Yeow! Knoller Feels Readers' Wrath

Update:

(CBS)
I've got to admit I was stunned by the nature, depth and fury of the responses to my blog post yesterday (below) about the Bill Moyers Journal report on the news media and the War in Iraq.

Read those comments and you'll see there's alot of anger, no, make that rage directed at some of us – maybe all of us – in the news business.

In fairness, some of you had legitimate points of view to express. Fair enough. Others just wanted to tell me I was a jerk or worse. One of you even called me something that got Don Imus fired.

Sorry you feel that way.

Look, all I was saying was that reporters were not willing dupes of - or accomplices to - the President's decision to go to war in Iraq.

Most of us try to report honestly and fairly on Administration decisions, intentions and statements. If there were doubts and reservations about those matters, it got reported too.

Clearly, many of you disagree. So at the risk of poking an angry lion – let me try this.

YOU be the reporter!

It's March 6, 2003. Pres Bush is moving closer to ordering an attack on Iraq.

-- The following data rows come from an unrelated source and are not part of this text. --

impl AnalysisStrategy {
    /// Canonical wire form of the strategy code.
    ///
    /// Cohorts sort lexicographically on this string, which keeps
    /// cross-render output order reproducible for identical input sets.
    #[must_use]
    pub fn as_str(&self) -> &str {
        match self {
            Self::IttPure => "itt_pure",
            Self::MittNoCrossovers => "mitt_no_crossovers",
            Self::MittNoSpammers => "mitt_no_spammers",
            Self::MittNoSpammersNoCrossovers => "mitt_no_spammers_no_crossovers",
            Self::PpNaive => "pp_naive",
            Self::Unrecognized(code) => code,
        }
    }

    /// Human label for the strategy column of the summary tables.
    ///
    /// Unrecognized codes fall back to the raw code so data drift stays
    /// visible instead of rendering a blank cell.
    #[must_use]
    pub fn human_label(&self) -> Cow<'static, str> {
        match self {
            Self::IttPure => Cow::Borrowed("All participants"),
            Self::MittNoCrossovers => Cow::Borrowed("Without crossovers"),
            Self::MittNoSpammers => Cow::Borrowed("Without spammers"),
            Self::MittNoSpammersNoCrossovers => Cow::Borrowed("Without crossovers and spammers"),
            Self::PpNaive => Cow::Borrowed("Exposed without crossovers and spammers"),
            Self::Unrecognized(code) => Cow::Owned(code.clone()),
        }
    }

    /// Whether the code was outside the known strategy set.
    #[must_use]
    pub const fn is_unrecognized(&self) -> bool {
        matches!(self, Self::Unrecognized(_))
    }
}

/// Warning code attached to a recommendation.
#[derive(Debug, Clone, PartialEq, Eq, Serialize, Deserialize)]
#[serde(rename_all = "snake_case")]
pub enum RecommendationWarning {
    /// The experiment has not run long enough for a safe read.
    ShortPeriod,
    /// The experiment has run longer than it should.
    LongPeriod,
    /// The credible interval is too wide relative to the ROPE.
    WideCi,
    /// Warning code this crate does not know (producer drift, kept verbatim).
    #[serde(untagged)]
    Unrecognized(String),
}

impl RecommendationWarning {
    /// Canonical wire form of the warning code.
    #[must_use]
    pub fn as_str(&self) -> &str {
        match self {
            Self::ShortPeriod => "short_period",
            Self::LongPeriod => "long_period",
            Self::WideCi => "wide_ci",
            Self::Unrecognized(code) => code,
        }
    }

    /// Human text for the warning list.
    ///
    /// Unrecognized codes render a visible fallback so drift is caught by
    /// observation rather than silently dropped.
    #[must_use]
    pub fn human_label(&self) -> Cow<'static, str> {
        match self {
            Self::ShortPeriod => {
                Cow::Borrowed("Experiment period is too short. Wait a few days to be safer.")
            }
            Self::LongPeriod => {
                Cow::Borrowed("Experiment period is too long. Consider stopping it.")
            }
            Self::WideCi => Cow::Borrowed(
                "The CI is too wide in comparison to the ROPE. Collect more data to be safer.",
            ),
            Self::Unrecognized(code) => Cow::Owned(format!("Unrecognized warning: {code}")),
        }
    }

    /// Whether the code was outside the known warning set.
    #[must_use]
    pub const fn is_unrecognized(&self) -> bool {
        matches!(self, Self::Unrecognized(_))
    }
}

/// Why the pipeline recommended what it did (credible interval vs ROPE).
///
/// Carried through verbatim for downstream consumers; the summary does not
/// render it.
#[derive(Debug, Clone, PartialEq, Eq, Serialize, Deserialize)]
#[serde(rename_all = "snake_case")]
pub enum RecommendationReason {
    /// The credible interval sits entirely inside the ROPE.
    CiInRope,
    /// The credible interval sits entirely above the ROPE.
    CiGreaterThanRope,
    /// The credible interval sits entirely below the ROPE.
    CiLessThanRope,
    /// The credible interval and the ROPE partly overlap.
    CiRopePartlyOverlap,
    /// The ROPE sits entirely inside the credible interval.
    RopeInCi,
    /// Reason code this crate does not know (producer drift, kept verbatim).
    #[serde(untagged)]
    Unrecognized(String),
}

/// Participant counts keyed by `"total"`, `"not_final"`, and
/// `"variation_<id>"`, exactly as the pipeline emits them.
///
/// Missing keys read as zero.
#[derive(Debug, Clone, Default, PartialEq, Eq, Serialize, Deserialize)]
#[serde(transparent)]
pub struct ParticipantStats {
    counts: HashMap<String, u64>,
}

impl ParticipantStats {
    /// Create stats with the aggregate counters set.
    #[must_use]
    pub fn new(total: u64, not_final: u64) -> Self {
        let mut counts = HashMap::new();
        counts.insert("total".to_string(), total);
        counts.insert("not_final".to_string(), not_final);
        Self { counts }
    }

    /// Add a per-variation participant count.
    #[must_use]
    pub fn with_variation(mut self, variation_id: u64, count: u64) -> Self {
        self.counts.insert(format!("variation_{variation_id}"), count);
        self
    }

    /// Participants assigned so far.
    #[must_use]
    pub fn total(&self) -> u64 {
        self.get("total")
    }

    /// Participants whose attribution window has not yet closed.
    #[must_use]
    pub fn not_final(&self) -> u64 {
        self.get("not_final")
    }

    /// Participants assigned to one variation; zero when the key is absent.
    #[must_use]
    pub fn variation(&self, variation_id: u64) -> u64 {
        self.get(&format!("variation_{variation_id}"))
    }

    fn get(&self, key: &str) -> u64 {
        self.counts.get(key).copied().unwrap_or(0)
    }
}

/// One interval estimate: point estimate plus credible-interval bounds.
#[derive(Debug, Clone, Copy, PartialEq, Serialize, Deserialize)]
pub struct MetricEstimate {
    estimate: f64,
    bottom: f64,
    top: f64,
}

impl MetricEstimate {
    /// Create an estimate from its point value and interval bounds.
    #[must_use]
    pub const fn new(estimate: f64, bottom: f64, top: f64) -> Self {
        Self {
            estimate,
            bottom,
            top,
        }
    }

    /// Get the point estimate.
    #[must_use]
    pub const fn estimate(&self) -> f64 {
        self.estimate
    }

    /// Get the lower credible bound.
    #[must_use]
    pub const fn bottom(&self) -> f64 {
        self.bottom
    }

    /// Get the upper credible bound.
    #[must_use]
    pub const fn top(&self) -> f64 {
        self.top
    }
}

/// Interval estimates attached to an analysis.
///
/// The pipeline emits more keyed intervals than the summary consumes; only
/// the between-variation `diff` interval is modeled here and unknown keys
/// are ignored on deserialization.
#[derive(Debug, Clone, Copy, PartialEq, Serialize, Deserialize)]
pub struct MetricEstimates {
    diff: MetricEstimate,
}

impl MetricEstimates {
    /// Create estimates from the difference interval.
    #[must_use]
    pub const fn new(diff: MetricEstimate) -> Self {
        Self { diff }
    }

    /// Get the difference interval between variations.
    #[must_use]
    pub const fn diff(&self) -> MetricEstimate {
        self.diff
    }
}

/// Machine recommendation attached to an analysis.
#[derive(Debug, Clone, PartialEq, Eq, Serialize, Deserialize)]
#[serde(rename_all = "camelCase")]
pub struct Recommendation {
    end_experiment: bool,
    chosen_variation_id: Option<u64>,
    reason: RecommendationReason,
    warnings: Vec<RecommendationWarning>,
}

impl Recommendation {
    /// Create a recommendation with no chosen variation and no warnings.
    #[must_use]
    pub const fn new(end_experiment: bool, reason: RecommendationReason) -> Self {
        Self {
            end_experiment,
            chosen_variation_id: None,
            reason,
            warnings: Vec::new(),
        }
    }

    /// Create a builder for constructing a recommendation with optional fields.
    #[must_use]
    pub fn builder(end_experiment: bool, reason: RecommendationReason) -> RecommendationBuilder {
        RecommendationBuilder::new(end_experiment, reason)
    }

    /// Whether the pipeline recommends ending the experiment.
    #[must_use]
    pub const fn end_experiment(&self) -> bool {
        self.end_experiment
    }

    /// The variation to deploy, when the pipeline picked a winner.
    #[must_use]
    pub const fn chosen_variation_id(&self) -> Option<u64> {
        self.chosen_variation_id
    }

    /// Why the pipeline recommended this outcome.
    #[must_use]
    pub const fn reason(&self) -> &RecommendationReason {
        &self.reason
    }

    /// Warning codes in pipeline order (duplicates permitted).
    #[must_use]
    pub fn warnings(&self) -> &[RecommendationWarning] {
        &self.warnings
    }
}

/// Builder for `Recommendation`.
#[derive(Debug)]
pub struct RecommendationBuilder {
    end_experiment: bool,
    chosen_variation_id: Option<u64>,
    reason: RecommendationReason,
    warnings: Vec<RecommendationWarning>,
}

impl RecommendationBuilder {
    /// Create a new builder with required fields.
    #[must_use]
    pub const fn new(end_experiment: bool, reason: RecommendationReason) -> Self {
        Self {
            end_experiment,
            chosen_variation_id: None,
            reason,
            warnings: Vec::new(),
        }
    }

    /// Set the winning variation to deploy.
    #[must_use]
    pub const fn chosen_variation_id(mut self, variation_id: u64) -> Self {
        self.chosen_variation_id = Some(variation_id);
        self
    }

    /// Set the warning list.
    #[must_use]
    pub fn warnings(mut self, warnings: Vec<RecommendationWarning>) -> Self {
        self.warnings = warnings;
        self
    }

    /// Build the `Recommendation`.
    #[must_use]
    pub fn build(self) -> Recommendation {
        Recommendation {
            end_experiment: self.end_experiment,
            chosen_variation_id: self.chosen_variation_id,
            reason: self.reason,
            warnings: self.warnings,
        }
    }
}

/// Analysis record: one statistical analysis run for one metric assignment.
///
/// Produced externally by the analysis pipeline, append-only, never mutated
/// here. An experiment may track the same metric under several assignments
/// with different attribution windows, so records key on the assignment
/// rather than the metric.
#[derive(Debug, Clone, PartialEq, Serialize, Deserialize)]
#[serde(rename_all = "camelCase")]
pub struct Analysis {
    metric_assignment_id: u64,
    analysis_strategy: AnalysisStrategy,
    analysis_datetime: DateTime<Utc>,
    participant_stats: ParticipantStats,
    #[serde(default)]
    metric_estimates: Option<MetricEstimates>,
    #[serde(default)]
    recommendation: Option<Recommendation>,
}

impl Analysis {
    /// Create an analysis with no estimates and no recommendation.
    ///
    /// # Arguments
    ///
    /// * `metric_assignment_id` - The tracked-metric instance this run reports on
    /// * `analysis_strategy` - Statistical strategy used for the run
    /// * `analysis_datetime` - When the run completed
    /// * `participant_stats` - Participant counts observed by the run
    #[must_use]
    pub const fn new(
        metric_assignment_id: u64,
        analysis_strategy: AnalysisStrategy,
        analysis_datetime: DateTime<Utc>,
        participant_stats: ParticipantStats,
    ) -> Self {
        Self {
            metric_assignment_id,
            analysis_strategy,
            analysis_datetime,
            participant_stats,
            metric_estimates: None,
            recommendation: None,
        }
    }

    /// Create a builder for constructing an analysis with optional payloads.
    #[must_use]
    pub const fn builder(
        metric_assignment_id: u64,
        analysis_strategy: AnalysisStrategy,
        analysis_datetime: DateTime<Utc>,
        participant_stats: ParticipantStats,
    ) -> AnalysisBuilder {
        AnalysisBuilder::new(
            metric_assignment_id,
            analysis_strategy,
            analysis_datetime,
            participant_stats,
        )
    }

    /// Get the metric assignment this run reports on.
    #[must_use]
    pub const fn metric_assignment_id(&self) -> u64 {
        self.metric_assignment_id
    }

    /// Get the statistical strategy used for the run.
    #[must_use]
    pub const fn analysis_strategy(&self) -> &AnalysisStrategy {
        &self.analysis_strategy
    }

    /// Get the completion timestamp of the run.
    #[must_use]
    pub const fn analysis_datetime(&self) -> DateTime<Utc> {
        self.analysis_datetime
    }

    /// Get the participant counts observed by the run.
    #[must_use]
    pub const fn participant_stats(&self) -> &ParticipantStats {
        &self.participant_stats
    }

    /// Get the interval estimates, absent when the run produced none.
    #[must_use]
    pub const fn metric_estimates(&self) -> Option<&MetricEstimates> {
        self.metric_estimates.as_ref()
    }

    /// Get the recommendation, absent when the run produced none.
    #[must_use]
    pub const fn recommendation(&self) -> Option<&Recommendation> {
        self.recommendation.as_ref()
    }
}

/// Builder for `Analysis`.
#[derive(Debug)]
pub struct AnalysisBuilder {
    metric_assignment_id: u64,
    analysis_strategy: AnalysisStrategy,
    analysis_datetime: DateTime<Utc>,
    participant_stats: ParticipantStats,
    metric_estimates: Option<MetricEstimates>,
    recommendation: Option<Recommendation>,
}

You're in the East Room for his primetime news conference – and he calls on you.

What do you ask?

What finely-crafted question do you pose that both serves the public interest and will get a meaningul response?

I assure you my colleagues and I will read what you write.





April 26, 2007

(CBS)
Last night, PBS aired "Buying The War," "a 90-minute documentary that explores the role of the press in the lead-up to the invasion of Iraq." The program, which Tom Shales called "one of the most gripping and important pieces of broadcast journalism so far this year," makes the argument that after Sept. 11 the media "abandoned their role as watchdog and became a lapdog instead," as Shales puts it.

CBS News White House Correspondent Mark Knoller watched the broadcast last night, and he wasn't so enthusiastic. Here are his comments.


To hear Bill Moyers tell it last evening on his PBS program "Buying The War," the White House press corps was a willing participant in its own deception about the President's case for war in Iraq.

He portrays us as easily-manipulated stooges on bended-knee to the President and his top aides.

Now, I'm the first to concede there are plenty of good reasons to criticize the White House Press. We're an irascible and unlikable bunch. I'm one of us and I don't like us very much. But the point made by Bill Moyers at the start of his program last night is just off base.

The broadcast began by focusing on the performance of reporters at President Bush's news conference on March 6, 2003. We didn't know it at the time, but it turned out to be 13 days before the U.S.-led invasion of Iraq.

Moyers charges in his opening sentences that the press "largely surrendered its independence and skepticism" and joined with the Bush Administration in marching to war.

Pointing to that news conference, Moyers claims that the White House press corps asked "no hard questions" about the president's arguments for war.

He shows only a single, brief example of a question – deep in the news conference – in which a reporter asked Mr. Bush to reflect on how he was guided by his faith at that difficult time. Admittedly, it was a softball.

But Moyers did not cite any of the other much more pointed questions put to the President that evening in the East Room.

Richard Keil of Bloomberg News questioned the Administration's intelligence claims about Saddam Hussein and the doubts of U.S. allies.

Jim Angle of Fox News also challenged the President's assertions about Saddam.

John King of CNN asked the President to respond to critics who portray his animosity toward Saddam as personal. Further, he asked whether US action would make the world a more dangerous place. King also wanted Mr. Bush to address the risks of going to war and the impact on the American people.

Terry Moran of ABC also pressed the President about the doubts and reservations of U.S. allies to his approach.

My colleague Bill Plante challenged Mr. Bush to present hard evidence to back up his claims of Weapons of Mass Destruction in Iraq.

And so on.

Now, I can understand if Moyers didn't like the President's answers. Fair enough. But to portray reporters as mindless conduits of White House policies is unfounded.

Did we report what the President said about his case for war? Of course we did. That's our job. Did we also report that his views were challenged or disputed by others? Absolutely. Were questions raised about the veracity of the president's arguments? Certainly.

Did reporters stop the U.S. from going to war in Iraq? No. Could reporters have done a better job? Always.

But to charge that the White House press was "compliant" and cheered the President's arguments for war plainly misrepresents the facts.